What the exercise asks :: Only the lines below starting at the one containing "and prints JSON." and ending at the one containing "array of sources" belong in the answer, each copied exactly.

(Records drawn from a dataset)

========

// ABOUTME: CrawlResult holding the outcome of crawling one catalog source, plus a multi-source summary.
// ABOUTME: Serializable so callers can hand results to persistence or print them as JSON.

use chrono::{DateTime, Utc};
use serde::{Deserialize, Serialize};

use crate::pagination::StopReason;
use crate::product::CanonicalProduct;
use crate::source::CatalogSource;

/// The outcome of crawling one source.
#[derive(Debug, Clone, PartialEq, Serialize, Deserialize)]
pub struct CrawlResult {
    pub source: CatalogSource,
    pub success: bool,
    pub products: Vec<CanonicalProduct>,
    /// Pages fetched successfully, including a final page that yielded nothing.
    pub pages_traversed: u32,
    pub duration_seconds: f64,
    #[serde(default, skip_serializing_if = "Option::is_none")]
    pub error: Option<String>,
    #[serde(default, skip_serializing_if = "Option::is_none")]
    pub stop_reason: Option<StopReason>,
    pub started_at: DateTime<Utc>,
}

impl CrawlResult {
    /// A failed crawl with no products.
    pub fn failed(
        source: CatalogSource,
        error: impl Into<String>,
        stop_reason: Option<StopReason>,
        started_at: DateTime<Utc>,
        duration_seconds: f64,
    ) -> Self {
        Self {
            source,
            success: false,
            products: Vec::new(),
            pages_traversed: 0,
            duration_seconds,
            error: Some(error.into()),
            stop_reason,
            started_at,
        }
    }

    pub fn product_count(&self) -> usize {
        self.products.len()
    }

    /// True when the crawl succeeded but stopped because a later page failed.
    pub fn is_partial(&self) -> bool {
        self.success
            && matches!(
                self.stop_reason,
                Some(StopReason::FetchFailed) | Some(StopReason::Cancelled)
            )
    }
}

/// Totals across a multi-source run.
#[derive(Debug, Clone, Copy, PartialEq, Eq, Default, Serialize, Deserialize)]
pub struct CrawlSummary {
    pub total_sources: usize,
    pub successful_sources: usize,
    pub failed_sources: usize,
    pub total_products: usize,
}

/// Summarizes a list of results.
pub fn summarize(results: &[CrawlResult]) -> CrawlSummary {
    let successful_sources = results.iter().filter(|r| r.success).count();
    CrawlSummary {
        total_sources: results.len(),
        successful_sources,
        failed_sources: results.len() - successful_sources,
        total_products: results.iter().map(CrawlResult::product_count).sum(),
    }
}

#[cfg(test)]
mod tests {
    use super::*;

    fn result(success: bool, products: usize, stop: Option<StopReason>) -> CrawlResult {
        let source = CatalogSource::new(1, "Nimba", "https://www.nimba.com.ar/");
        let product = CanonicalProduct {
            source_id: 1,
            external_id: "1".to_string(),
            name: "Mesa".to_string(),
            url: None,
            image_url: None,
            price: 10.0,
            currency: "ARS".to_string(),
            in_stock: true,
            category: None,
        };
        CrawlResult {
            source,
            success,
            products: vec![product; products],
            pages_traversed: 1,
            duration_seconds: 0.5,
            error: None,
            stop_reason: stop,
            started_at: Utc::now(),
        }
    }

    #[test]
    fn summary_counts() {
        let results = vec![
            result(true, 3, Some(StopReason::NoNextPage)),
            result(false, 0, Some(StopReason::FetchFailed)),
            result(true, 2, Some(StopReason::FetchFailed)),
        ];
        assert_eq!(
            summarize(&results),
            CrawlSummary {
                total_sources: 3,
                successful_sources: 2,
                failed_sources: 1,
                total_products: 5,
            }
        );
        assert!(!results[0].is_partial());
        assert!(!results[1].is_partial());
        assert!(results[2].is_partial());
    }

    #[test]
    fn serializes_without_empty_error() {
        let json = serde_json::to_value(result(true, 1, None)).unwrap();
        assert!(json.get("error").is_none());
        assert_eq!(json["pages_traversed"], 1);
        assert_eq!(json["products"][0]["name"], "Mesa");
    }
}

========

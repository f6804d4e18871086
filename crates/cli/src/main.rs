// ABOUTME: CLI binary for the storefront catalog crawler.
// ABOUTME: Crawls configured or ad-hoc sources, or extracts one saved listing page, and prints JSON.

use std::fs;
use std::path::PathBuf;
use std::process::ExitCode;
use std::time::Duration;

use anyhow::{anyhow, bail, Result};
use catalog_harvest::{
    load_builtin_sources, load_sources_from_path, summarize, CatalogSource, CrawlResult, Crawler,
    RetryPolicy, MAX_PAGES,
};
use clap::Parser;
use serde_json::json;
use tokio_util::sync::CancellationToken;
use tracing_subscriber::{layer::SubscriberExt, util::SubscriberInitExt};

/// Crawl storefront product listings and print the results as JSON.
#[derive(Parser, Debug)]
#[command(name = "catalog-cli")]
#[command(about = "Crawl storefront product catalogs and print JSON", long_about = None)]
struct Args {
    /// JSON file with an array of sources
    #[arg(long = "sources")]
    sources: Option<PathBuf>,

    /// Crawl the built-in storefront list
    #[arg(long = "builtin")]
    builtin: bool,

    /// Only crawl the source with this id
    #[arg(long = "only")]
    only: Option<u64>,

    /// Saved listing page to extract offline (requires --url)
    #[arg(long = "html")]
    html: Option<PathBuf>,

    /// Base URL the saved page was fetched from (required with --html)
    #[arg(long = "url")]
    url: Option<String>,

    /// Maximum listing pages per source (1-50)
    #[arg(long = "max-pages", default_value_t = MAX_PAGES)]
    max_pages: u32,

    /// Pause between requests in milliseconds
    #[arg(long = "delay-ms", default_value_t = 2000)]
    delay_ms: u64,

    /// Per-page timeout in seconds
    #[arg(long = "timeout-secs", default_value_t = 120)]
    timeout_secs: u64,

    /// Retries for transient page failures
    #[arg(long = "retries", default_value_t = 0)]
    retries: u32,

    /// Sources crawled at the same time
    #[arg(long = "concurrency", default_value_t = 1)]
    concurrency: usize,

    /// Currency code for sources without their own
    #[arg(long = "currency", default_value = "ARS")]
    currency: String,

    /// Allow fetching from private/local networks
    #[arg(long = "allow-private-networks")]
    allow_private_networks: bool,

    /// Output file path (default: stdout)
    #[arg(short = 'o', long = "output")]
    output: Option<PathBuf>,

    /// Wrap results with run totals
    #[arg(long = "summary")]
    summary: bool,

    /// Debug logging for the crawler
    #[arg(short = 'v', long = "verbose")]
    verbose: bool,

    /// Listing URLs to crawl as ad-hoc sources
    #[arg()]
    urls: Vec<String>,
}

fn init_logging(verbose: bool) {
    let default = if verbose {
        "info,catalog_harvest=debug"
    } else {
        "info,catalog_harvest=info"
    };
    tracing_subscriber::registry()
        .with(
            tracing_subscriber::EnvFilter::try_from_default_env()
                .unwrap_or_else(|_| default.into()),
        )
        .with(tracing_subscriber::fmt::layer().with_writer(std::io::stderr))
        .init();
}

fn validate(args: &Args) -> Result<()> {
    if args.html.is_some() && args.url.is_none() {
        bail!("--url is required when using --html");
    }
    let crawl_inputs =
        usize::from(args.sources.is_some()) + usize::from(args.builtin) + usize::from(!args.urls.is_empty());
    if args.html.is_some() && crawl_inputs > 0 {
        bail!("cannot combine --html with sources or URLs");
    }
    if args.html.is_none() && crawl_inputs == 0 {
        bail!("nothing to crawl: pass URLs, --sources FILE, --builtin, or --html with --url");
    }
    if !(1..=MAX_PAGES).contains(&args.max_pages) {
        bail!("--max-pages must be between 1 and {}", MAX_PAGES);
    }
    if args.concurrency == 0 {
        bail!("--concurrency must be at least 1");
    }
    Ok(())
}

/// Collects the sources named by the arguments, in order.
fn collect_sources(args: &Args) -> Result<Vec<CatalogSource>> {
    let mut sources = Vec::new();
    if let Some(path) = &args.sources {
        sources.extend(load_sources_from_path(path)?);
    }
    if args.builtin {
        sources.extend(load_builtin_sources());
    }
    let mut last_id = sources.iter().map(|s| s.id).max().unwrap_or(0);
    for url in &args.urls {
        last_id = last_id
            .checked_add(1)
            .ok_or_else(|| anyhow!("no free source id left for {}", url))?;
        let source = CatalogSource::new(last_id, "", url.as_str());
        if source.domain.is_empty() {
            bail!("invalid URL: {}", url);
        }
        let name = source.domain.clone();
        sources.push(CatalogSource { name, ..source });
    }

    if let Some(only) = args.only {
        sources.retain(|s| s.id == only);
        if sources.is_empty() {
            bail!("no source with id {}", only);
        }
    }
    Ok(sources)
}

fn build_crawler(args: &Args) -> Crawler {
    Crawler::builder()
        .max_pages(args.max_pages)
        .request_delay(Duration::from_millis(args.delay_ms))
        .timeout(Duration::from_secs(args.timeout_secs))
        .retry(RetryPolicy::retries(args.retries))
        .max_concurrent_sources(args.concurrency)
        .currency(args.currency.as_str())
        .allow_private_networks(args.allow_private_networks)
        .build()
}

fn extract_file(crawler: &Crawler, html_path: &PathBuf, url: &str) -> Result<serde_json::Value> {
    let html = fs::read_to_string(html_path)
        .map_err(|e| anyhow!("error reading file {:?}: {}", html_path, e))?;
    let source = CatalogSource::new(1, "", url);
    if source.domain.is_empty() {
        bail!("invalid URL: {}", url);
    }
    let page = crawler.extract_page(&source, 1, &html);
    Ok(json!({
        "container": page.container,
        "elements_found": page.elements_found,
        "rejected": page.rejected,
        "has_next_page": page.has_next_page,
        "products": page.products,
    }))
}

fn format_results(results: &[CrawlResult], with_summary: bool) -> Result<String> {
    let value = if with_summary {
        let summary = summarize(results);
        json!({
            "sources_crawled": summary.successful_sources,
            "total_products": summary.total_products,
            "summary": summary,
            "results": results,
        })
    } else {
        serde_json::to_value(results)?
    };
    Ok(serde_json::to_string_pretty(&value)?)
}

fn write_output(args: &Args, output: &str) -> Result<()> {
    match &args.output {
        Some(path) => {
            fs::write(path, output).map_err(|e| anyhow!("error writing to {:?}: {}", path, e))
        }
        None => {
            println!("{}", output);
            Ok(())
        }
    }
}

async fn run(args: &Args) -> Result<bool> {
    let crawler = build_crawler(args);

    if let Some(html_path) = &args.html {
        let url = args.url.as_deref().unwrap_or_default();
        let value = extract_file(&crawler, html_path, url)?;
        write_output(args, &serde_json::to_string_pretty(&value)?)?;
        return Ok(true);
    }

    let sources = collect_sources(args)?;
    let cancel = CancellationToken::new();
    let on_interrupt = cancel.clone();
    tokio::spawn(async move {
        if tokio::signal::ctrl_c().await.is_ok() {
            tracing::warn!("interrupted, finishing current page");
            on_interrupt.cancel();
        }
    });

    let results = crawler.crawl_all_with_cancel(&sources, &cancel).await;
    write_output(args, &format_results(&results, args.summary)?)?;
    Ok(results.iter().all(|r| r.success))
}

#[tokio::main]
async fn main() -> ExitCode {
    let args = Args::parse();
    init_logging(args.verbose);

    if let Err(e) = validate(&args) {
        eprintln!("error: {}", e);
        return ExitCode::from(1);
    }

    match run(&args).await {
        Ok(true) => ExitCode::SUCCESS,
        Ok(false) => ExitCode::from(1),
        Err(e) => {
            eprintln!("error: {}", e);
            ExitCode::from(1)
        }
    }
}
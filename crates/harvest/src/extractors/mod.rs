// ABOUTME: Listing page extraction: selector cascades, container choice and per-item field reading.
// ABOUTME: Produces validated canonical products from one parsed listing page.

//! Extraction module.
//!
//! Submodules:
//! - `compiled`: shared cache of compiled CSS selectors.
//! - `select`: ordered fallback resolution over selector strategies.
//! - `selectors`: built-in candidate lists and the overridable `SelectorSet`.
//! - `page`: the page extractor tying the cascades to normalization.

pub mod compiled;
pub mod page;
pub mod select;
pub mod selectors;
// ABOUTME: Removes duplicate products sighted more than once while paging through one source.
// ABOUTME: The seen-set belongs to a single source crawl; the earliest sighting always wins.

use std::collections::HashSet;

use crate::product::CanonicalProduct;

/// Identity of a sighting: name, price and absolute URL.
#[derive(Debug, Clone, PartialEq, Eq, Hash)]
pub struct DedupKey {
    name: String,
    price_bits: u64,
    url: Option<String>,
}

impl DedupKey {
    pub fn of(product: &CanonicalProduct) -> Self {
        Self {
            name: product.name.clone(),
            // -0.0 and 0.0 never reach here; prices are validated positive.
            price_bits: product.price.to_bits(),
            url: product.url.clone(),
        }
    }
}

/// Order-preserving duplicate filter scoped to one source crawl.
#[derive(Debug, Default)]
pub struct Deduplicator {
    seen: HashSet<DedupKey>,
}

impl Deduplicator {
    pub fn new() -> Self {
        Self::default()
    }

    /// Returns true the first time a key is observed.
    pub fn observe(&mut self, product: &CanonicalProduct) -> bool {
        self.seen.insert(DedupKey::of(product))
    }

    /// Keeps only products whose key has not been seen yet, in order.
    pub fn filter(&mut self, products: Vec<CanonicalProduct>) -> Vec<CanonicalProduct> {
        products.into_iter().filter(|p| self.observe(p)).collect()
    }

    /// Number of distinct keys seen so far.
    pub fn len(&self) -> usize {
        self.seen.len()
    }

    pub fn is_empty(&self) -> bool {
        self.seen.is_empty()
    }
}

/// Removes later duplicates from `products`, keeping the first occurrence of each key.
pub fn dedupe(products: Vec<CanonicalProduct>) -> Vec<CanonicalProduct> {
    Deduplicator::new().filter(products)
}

========

Expected answer ::
// ABOUTME: Crawls configured or ad-hoc sources, or extracts one saved listing page, and prints JSON.

use std::fs;
use std::path::PathBuf;
use std::process::ExitCode;
use std::time::Duration;

use anyhow::{anyhow, bail, Result};
use catalog_harvest::{
    load_builtin_sources, load_sources_from_path, summarize, CatalogSource, CrawlResult, Crawler,
    RetryPolicy, MAX_PAGES,
};
use clap::Parser;
use serde_json::json;
use tokio_util::sync::CancellationToken;
use tracing_subscriber::{layer::SubscriberExt, util::SubscriberInitExt};

/// Crawl storefront product listings and print the results as JSON.
#[derive(Parser, Debug)]
#[command(name = "catalog-cli")]
#[command(about = "Crawl storefront product catalogs and print JSON", long_about = None)]
struct Args {
    /// JSON file with an array of sources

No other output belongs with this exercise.